Nicke mengatakan perusahaan telah berusaha mencari tambahan tangki. Salah satunya menggunakan tangki milik konsumen. Pertamina juga mengantongi izin untuk menggunakan tangki penyimpanan milik kontraktor kontrak kerja sama (KKKS). “Dengan begitu bisa menambah impor minyak,” ucapnya.
Dalam skenario terburuk, Pertamina memperkirakan dampak penurunan harga minyak dan melemhanya kurs rupiah dapat membuat perusahaan kehilangan pendapatan 44,6 % dari Rencana Kerja dan Anggaran Perusahaan (RKAP) 2020.
Berdasarkan RKAP, target laba tahun ini US$ 2,2 miliar dan pendapatan US$ 58,33 miliar. “Total pendapatan kami akan turun pada skenario berat sebesar 38 %, dan pada skenario sangat berat menjadi 45 %,” kata Nicke.
Penerimaan negara pada tahun ini pun diprediksi semakin sulit mencapai target, terutama terkait perpajakan. Pajak ekspor minyak berpotensi anjlok. Di sisi lain, penurunan harga minyak juga akan berpengaruh pada belanja subsidi pemerintah. “Subsidi BBM kemungkinan turun bahkan nihil, tergantung asumsi kurs,” ucap Kepala Ekonom Bank Central Asia David Sumual.

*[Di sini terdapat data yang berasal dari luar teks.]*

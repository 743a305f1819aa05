use serde::{Deserialize, Serialize};

/// Recipe as the recipe service would send it
///
/// Field names follow the service's camelCase JSON.
#[derive(Debug, Clone, PartialEq, Serialize, Deserialize)]
#[serde(rename_all = "camelCase")]
pub struct Recipe {
    pub id: u32,
    pub title: String,
    pub image: String,
    pub ready_in_minutes: u32,
    pub servings: u32,
    #[serde(default)]
    pub summary: Option<String>,
}

#[cfg(test)]
mod tests {
    use super::*;

    #[test]
    fn test_decodes_service_payload() {
        let json = r#"{
            "id": 42,
            "title": "Tomato Soup",
            "image": "https://img.example/42.jpg",
            "readyInMinutes": 30,
            "servings": 4,
            "extendedIngredients": [{"id": 7, "name": "tomato"}]
        }"#;

        let recipe: Recipe = serde_json::from_str(json).unwrap();
        assert_eq!(recipe.ready_in_minutes, 30);
        assert_eq!(recipe.summary, None);
        assert_eq!(recipe.title, "Tomato Soup");
    }
}
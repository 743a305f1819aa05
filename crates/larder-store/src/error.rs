use thiserror::Error;

/// Everything the storage layer can fail with
#[derive(Error, Debug)]
pub enum StoreError {
    #[error("SQLite error: {0}")]
    Sqlite(#[from] rusqlite::Error),

    #[error("I/O error: {0}")]
    Io(#[from] std::io::Error),

    #[error("Constraint violation: {0}")]
    ConstraintViolation(String),

    #[error("No record with id {0}")]
    NotFound(String),

    #[error("Database schema version {found} is newer than supported version {supported}")]
    UnsupportedSchema { found: i64, supported: i64 },

    #[error("Stored value could not be decoded: {0}")]
    Corrupt(String),

    #[error("Database lock poisoned by a panicked writer")]
    LockPoisoned,
}

pub type Result<T> = std::result::Result<T, StoreError>;

impl StoreError {
    /// Sort raw SQLite failures into constraint errors and everything else
    pub(crate) fn from_write(err: rusqlite::Error) -> Self {
        match &err {
            rusqlite::Error::SqliteFailure(code, msg)
                if code.code == rusqlite::ErrorCode::ConstraintViolation =>
            {
                StoreError::ConstraintViolation(
                    msg.clone().unwrap_or_else(|| "constraint failed".to_string()),
                )
            }
            _ => StoreError::Sqlite(err),
        }
    }
}
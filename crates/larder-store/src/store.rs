use chrono::{DateTime, Utc};
use rusqlite::{params, Connection, OptionalExtension, Row};
use std::path::Path;
use std::sync::{Mutex, MutexGuard};
use tracing::{debug, info};

use crate::changes::{ChangeHub, Subscription, Table};
use crate::error::{Result, StoreError};
use crate::models::{FoodItem, UserSettings, WasteLog, WasteReason, WasteSummary, SETTINGS_ID};

/// Schema version written to `PRAGMA user_version`
pub const SCHEMA_VERSION: i64 = 1;

const FOOD_COLUMNS: &str =
    "id, name, category, purchased_at, expires_at, quantity, unit, consumed_at, photo_path";

const WASTE_COLUMNS: &str =
    "id, food_item_id, food_name, category, quantity, unit, reason, wasted_at, estimated_value";

/// SQLite-backed storage for food items, waste logs and settings
///
/// One connection behind a mutex: writes are serialized by the lock, and
/// every committed write is announced on the change hub after the lock is
/// released.
pub struct Store {
    conn: Mutex<Connection>,
    changes: ChangeHub,
}
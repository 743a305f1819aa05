// Home screen: everything in the larder, with the expiring slice up top
use larder_store::{FoodItem, WasteReason};
use serde::Serialize;
use tracing::warn;

use crate::expiry::TrackedItem;
use crate::live::LiveQuery;
use crate::repository::FoodRepository;
use crate::Result;

#[derive(Debug, Clone, Default, PartialEq, Serialize)]
pub struct HomeUiState {
    pub food_items: Vec<TrackedItem>,
    pub expiring_items: Vec<TrackedItem>,
    pub active_items_count: usize,
    pub error: Option<String>,
}

pub struct HomeViewModel {
    repo: FoodRepository,
    warning_days: u32,
    active: LiveQuery<Vec<FoodItem>>,
    expiring: LiveQuery<Vec<FoodItem>>,
    error: Option<String>,
}

impl HomeViewModel {
    /// Subscribe to the active and expiring queries using the saved warning window
    pub fn new(repo: FoodRepository) -> Result<Self> {
        let warning_days = repo.settings()?.expiration_warning_days;
        let active = repo.watch_active()?;
        let expiring = repo.watch_expiring(warning_days)?;
        Ok(Self {
            repo,
            warning_days,
            active,
            expiring,
            error: None,
        })
    }

    pub fn warning_days(&self) -> u32 {
        self.warning_days
    }

    /// Current snapshot, assessed against the clock right now
    pub fn state(&self) -> HomeUiState {
        let now = self.repo.now();
        let food_items = TrackedItem::assess_all(self.active.current(), now, self.warning_days);
        let expiring_items = TrackedItem::assess_all(self.expiring.current(), now, self.warning_days);
        HomeUiState {
            active_items_count: food_items.len(),
            food_items,
            expiring_items,
            error: self.error.clone(),
        }
    }

    pub fn clear_error(&mut self) {
        self.error = None;
    }

    pub fn mark_as_consumed(&mut self, item: &FoodItem) -> Result<bool> {
        let result = self.repo.mark_as_consumed(&item.id);
        self.record(result)
    }

    pub fn delete(&mut self, item: &FoodItem) -> Result<()> {
        let result = self.repo.delete_food_item(item);
        self.record(result)
    }

    pub fn log_waste(&mut self, item: &FoodItem, reason: WasteReason, estimated_value: Option<f64>) -> Result<()> {
        let result = self.repo.log_waste(item, reason, estimated_value).map(|_| ());
        self.record(result)
    }

    /// Re-read the warning window and resubscribe
    pub fn refresh(&mut self) -> Result<()> {
        let result = self.resubscribe();
        self.record(result)
    }

    fn resubscribe(&mut self) -> Result<()> {
        let warning_days = self.repo.settings()?.expiration_warning_days;
        self.expiring = self.repo.watch_expiring(warning_days)?;
        self.active = self.repo.watch_active()?;
        self.warning_days = warning_days;
        Ok(())
    }

    /// Resolve once either list refreshes. `false` once the store is gone.
    pub async fn changed(&mut self) -> bool {
        tokio::select! {
            alive = self.active.changed() => alive,
            alive = self.expiring.changed() => alive,
        }
    }

    fn record<T>(&mut self, result: Result<T>) -> Result<T> {
        match &result {
            Ok(_) => self.error = None,
            Err(e) => {
                warn!("Home action failed: {}", e);
                self.error = Some(e.to_string());
            }
        }
        result
    }
}

#[cfg(test)]
mod tests {
    use super::*;
    use crate::clock::FixedClock;
    use crate::expiry::ExpiryStatus;
    use chrono::{DateTime, Duration, Utc};
    use larder_store::Store;
    use std::sync::Arc;

    fn setup() -> (FoodRepository, Arc<FixedClock>) {
        let clock = Arc::new(FixedClock::new(
            DateTime::<Utc>::from_timestamp_millis(1_760_000_000_000).unwrap(),
        ));
        let repo = FoodRepository::with_clock(Arc::new(Store::open_in_memory().unwrap()), clock.clone());
        (repo, clock)
    }

    fn add(repo: &FoodRepository, name: &str, days: i64) -> FoodItem {
        let item = FoodItem::new(name, "Other", repo.now() + Duration::days(days)).purchased(repo.now());
        repo.add_food_item(&item).unwrap();
        item
    }

    #[test]
    fn test_state_splits_expiring() {
        let (repo, _) = setup();
        add(&repo, "Milk", 7);
        add(&repo, "Bananas", 2);

        let vm = HomeViewModel::new(repo).unwrap();
        let state = vm.state();
        assert_eq!(state.active_items_count, 2);
        assert_eq!(state.food_items[0].item.name, "Bananas");
        assert_eq!(state.expiring_items.len(), 1);
        assert_eq!(state.expiring_items[0].status, ExpiryStatus::ExpiringSoon);
        assert!(state.error.is_none());
    }

    #[test]
    fn test_commands_update_state() {
        let (repo, _) = setup();
        let bread = add(&repo, "Bread", 1);
        let eggs = add(&repo, "Eggs", 10);
        let cheese = add(&repo, "Cheese", 4);
        let mut vm = HomeViewModel::new(repo.clone()).unwrap();

        assert!(vm.mark_as_consumed(&bread).unwrap());
        vm.delete(&eggs).unwrap();
        vm.log_waste(&cheese, WasteReason::Spoiled, None).unwrap();

        assert_eq!(vm.state().active_items_count, 0);
        assert_eq!(repo.waste_logs().unwrap().len(), 1);
    }

    #[test]
    fn test_failed_command_sets_error_keeps_state() {
        let (repo, _) = setup();
        add(&repo, "Milk", 2);
        let ghost = FoodItem::new("Ghost", "Other", repo.now());
        let mut vm = HomeViewModel::new(repo).unwrap();
        let before = vm.state();

        assert!(vm.delete(&ghost).is_err());
        let after = vm.state();
        assert_eq!(after.food_items, before.food_items);
        assert!(after.error.unwrap().contains("not found"));

        vm.clear_error();
        assert!(vm.state().error.is_none());
    }

    #[test]
    fn test_refresh_picks_up_new_window() {
        let (repo, _) = setup();
        add(&repo, "Cheese", 5);
        let mut vm = HomeViewModel::new(repo.clone()).unwrap();
        assert!(vm.state().expiring_items.is_empty());

        repo.set_warning_days(7).unwrap();
        vm.refresh().unwrap();
        assert_eq!(vm.warning_days(), 7);
        assert_eq!(vm.state().expiring_items.len(), 1);
    }

    #[test]
    fn test_days_left_follow_clock() {
        let (repo, clock) = setup();
        add(&repo, "Yogurt", 3);
        let vm = HomeViewModel::new(repo).unwrap();
        assert_eq!(vm.state().food_items[0].days_left, 3);

        clock.advance(Duration::days(4));
        let item = &vm.state().food_items[0];
        assert_eq!(item.days_left, -1);
        assert_eq!(item.status, ExpiryStatus::Overdue);
    }

    #[tokio::test]
    async fn test_changed_wakes_on_write() {
        let (repo, _) = setup();
        let mut vm = HomeViewModel::new(repo.clone()).unwrap();
        add(&repo, "Apple", 1);
        assert!(vm.changed().await);
        assert_eq!(vm.state().active_items_count, 1);
    }
}
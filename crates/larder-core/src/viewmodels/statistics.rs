// Statistics screen
use larder_store::{FoodItem, WasteSummary};
use serde::Serialize;

use crate::live::LiveQuery;
use crate::repository::{FoodRepository, ItemCounts};
use crate::Result;

/// Trailing window for the waste figures
pub const WASTE_WINDOW_DAYS: u32 = 30;

#[derive(Debug, Clone, Default, PartialEq, Serialize)]
pub struct StatisticsUiState {
    pub active_items_count: u64,
    pub consumed_items_count: u64,
    pub expiring_items_count: u64,
    pub total_items_count: u64,
    pub waste: WasteSummary,
}

impl StatisticsUiState {
    /// Share of tracked items that got eaten, 0.0 when nothing is tracked
    pub fn consumption_rate(&self) -> f64 {
        if self.total_items_count == 0 {
            return 0.0;
        }
        self.consumed_items_count as f64 / self.total_items_count as f64
    }
}

pub struct StatisticsViewModel {
    counts: LiveQuery<ItemCounts>,
    expiring: LiveQuery<Vec<FoodItem>>,
    waste: LiveQuery<WasteSummary>,
}

impl StatisticsViewModel {
    pub fn new(repo: &FoodRepository) -> Result<Self> {
        let warning_days = repo.settings()?.expiration_warning_days;
        Ok(Self {
            counts: repo.watch_counts()?,
            expiring: repo.watch_expiring(warning_days)?,
            waste: repo.watch_recent_waste(WASTE_WINDOW_DAYS)?,
        })
    }

    pub fn state(&self) -> StatisticsUiState {
        let counts = self.counts.current();
        StatisticsUiState {
            active_items_count: counts.active,
            consumed_items_count: counts.consumed,
            expiring_items_count: self.expiring.current().len() as u64,
            total_items_count: counts.total(),
            waste: self.waste.current(),
        }
    }

    pub async fn changed(&mut self) -> bool {
        tokio::select! {
            alive = self.counts.changed() => alive,
            alive = self.expiring.changed() => alive,
            alive = self.waste.changed() => alive,
        }
    }
}
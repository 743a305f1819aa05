use chrono::{DateTime, Utc};
use serde::{Deserialize, Serialize};
use thiserror::Error;

/// Categories offered by the add/edit forms. Stored as free text, so
/// anything else is accepted too.
pub const CATEGORIES: &[&str] = &[
    "Fruits",
    "Vegetables",
    "Dairy",
    "Meat",
    "Pantry",
    "Frozen",
    "Other",
];

/// Units offered by the add/edit forms
pub const UNITS: &[&str] = &["pieces", "kg", "grams", "liters", "bottles", "packages"];

pub const DEFAULT_UNIT: &str = "pieces";

/// The settings table only ever holds this row
pub const SETTINGS_ID: i64 = 1;

/// A tracked food item
///
/// There is no separate `consumed` flag on the struct: an item is consumed
/// exactly when `consumed_at` is set. The table keeps both columns and a
/// CHECK constraint ties them together.
#[derive(Debug, Clone, PartialEq, Serialize, Deserialize)]
pub struct FoodItem {
    pub id: String,
    pub name: String,
    pub category: String,
    pub purchased_at: DateTime<Utc>,
    pub expires_at: DateTime<Utc>,
    pub quantity: u32,
    pub unit: String,
    pub consumed_at: Option<DateTime<Utc>>,
    pub photo_path: Option<String>,
}

impl FoodItem {
    /// Fresh item with the usual defaults: one piece, purchased now
    pub fn new(name: impl Into<String>, category: impl Into<String>, expires_at: DateTime<Utc>) -> Self {
        Self {
            id: uuid::Uuid::new_v4().to_string(),
            name: name.into(),
            category: category.into(),
            purchased_at: Utc::now(),
            expires_at,
            quantity: 1,
            unit: DEFAULT_UNIT.to_string(),
            consumed_at: None,
            photo_path: None,
        }
    }

    pub fn with_quantity(mut self, quantity: u32, unit: impl Into<String>) -> Self {
        self.quantity = quantity;
        self.unit = unit.into();
        self
    }

    pub fn purchased(mut self, at: DateTime<Utc>) -> Self {
        self.purchased_at = at;
        self
    }

    pub fn is_consumed(&self) -> bool {
        self.consumed_at.is_some()
    }
}

/// Why something ended up in the bin
#[derive(Debug, Clone, Copy, PartialEq, Eq, Serialize, Deserialize)]
#[serde(rename_all = "snake_case")]
pub enum WasteReason {
    Expired,
    Spoiled,
    TooMuch,
    Other,
}

impl WasteReason {
    pub fn as_str(&self) -> &'static str {
        match self {
            WasteReason::Expired => "expired",
            WasteReason::Spoiled => "spoiled",
            WasteReason::TooMuch => "too_much",
            WasteReason::Other => "other",
        }
    }

    pub fn all() -> Vec<WasteReason> {
        vec![
            WasteReason::Expired,
            WasteReason::Spoiled,
            WasteReason::TooMuch,
            WasteReason::Other,
        ]
    }
}

impl std::fmt::Display for WasteReason {
    fn fmt(&self, f: &mut std::fmt::Formatter<'_>) -> std::fmt::Result {
        f.write_str(self.as_str())
    }
}

#[derive(Error, Debug, Clone, PartialEq, Eq)]
#[error("unknown waste reason '{0}' (expected expired, spoiled, too_much or other)")]
pub struct UnknownWasteReason(pub String);

impl std::str::FromStr for WasteReason {
    type Err = UnknownWasteReason;

    fn from_str(s: &str) -> Result<Self, Self::Err> {
        match s.trim().to_ascii_lowercase().replace('-', "_").as_str() {
            "expired" => Ok(WasteReason::Expired),
            "spoiled" => Ok(WasteReason::Spoiled),
            "too_much" => Ok(WasteReason::TooMuch),
            "other" => Ok(WasteReason::Other),
            _ => Err(UnknownWasteReason(s.to_string())),
        }
    }
}

/// Immutable snapshot of an item at the moment it was thrown away
#[derive(Debug, Clone, PartialEq, Serialize, Deserialize)]
pub struct WasteLog {
    pub id: String,
    /// Id of the food item this came from. Not a foreign key: the item row
    /// is deleted in the same transaction that writes this one.
    pub food_item_id: String,
    pub food_name: String,
    pub category: String,
    pub quantity: u32,
    pub unit: String,
    pub reason: WasteReason,
    pub wasted_at: DateTime<Utc>,
    pub estimated_value: Option<f64>,
}

impl WasteLog {
    pub fn snapshot(
        item: &FoodItem,
        reason: WasteReason,
        wasted_at: DateTime<Utc>,
        estimated_value: Option<f64>,
    ) -> Self {
        Self {
            id: uuid::Uuid::new_v4().to_string(),
            food_item_id: item.id.clone(),
            food_name: item.name.clone(),
            category: item.category.clone(),
            quantity: item.quantity,
            unit: item.unit.clone(),
            reason,
            wasted_at,
            estimated_value,
        }
    }
}

/// Aggregate over waste events since some instant
#[derive(Debug, Clone, Copy, Default, PartialEq, Serialize, Deserialize)]
pub struct WasteSummary {
    pub total_quantity: u64,
    pub events: u64,
    pub total_value: f64,
}

/// The single settings row
#[derive(Debug, Clone, PartialEq, Eq, Serialize, Deserialize)]
pub struct UserSettings {
    pub notifications_enabled: bool,
    /// "HH:MM", local time
    pub daily_reminder_time: String,
    pub expiration_warning_days: u32,
}

impl Default for UserSettings {
    fn default() -> Self {
        Self {
            notifications_enabled: true,
            daily_reminder_time: "18:00".to_string(),
            expiration_warning_days: 3,
        }
    }
}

Penurunann dari sisi penerimaan diperkirakan lebih besar daripada pengeluaran pemerintah. Defisit Anggaran Pendapatan dan Belanja Negara (APBN) kemungkinan bertambah besar. Pada akhirnya, kejatuhan harga miyak akan menambah beban ekonomi Indonesia.
Pengamat ekonomi dan dosen Perbanas Institut Piter Abdullah mengatakan banyak komoditas Indonesia yang akan ikut terseret. “Yang pasti, karet. Dan tentunya berdampak pada perekonomian Sumatera yang masih banyak perkebunan karet,” ucapny seperti dikutip katadata
Penurunan komoditas juga membuat ekspor dalam negeri terpukul. Ditambah dengan ICP yang turun, ia memperkirakan defisit APBN melebar. Dalam APBN 2020, ICP dipatok US$ 63 per barel, sedangkan kurs Rp 14.400 per dolar AS.
Melebarnya defisit anggaran sebenarnya sudah diantisipasi pemerintah melalui Peraturan Pemerintah Pengganti Undang-Undang (Perppu) Nomor 1 Tahun 2020. Di tengah penanganan virus corona, defisit anggaran boleh melampaui batas maksimalnya di 3 %. Tahun ini defisit diperkirakan mencapai 5,07 %.
Namun, konsekuensi naiknya deifist adalah bertambahnya utang pemerintah. “Tapi dengan rasio utang pemerintah terhadap PDB (produk domestik bruto) yang masih di kisaran 30 % sebenarnya tidak terlalu berbahaya,” kata Piter.
Pelebaran defisit hingga 10 % hanya menambah rasio utang pemerintah dari 30 % menjadi 35 % sampai 40 % terhadap PDB. Angka ini masih jauh dari batas yang maksimal yang diatur pemerintah, yaitu 60 % dari PDB.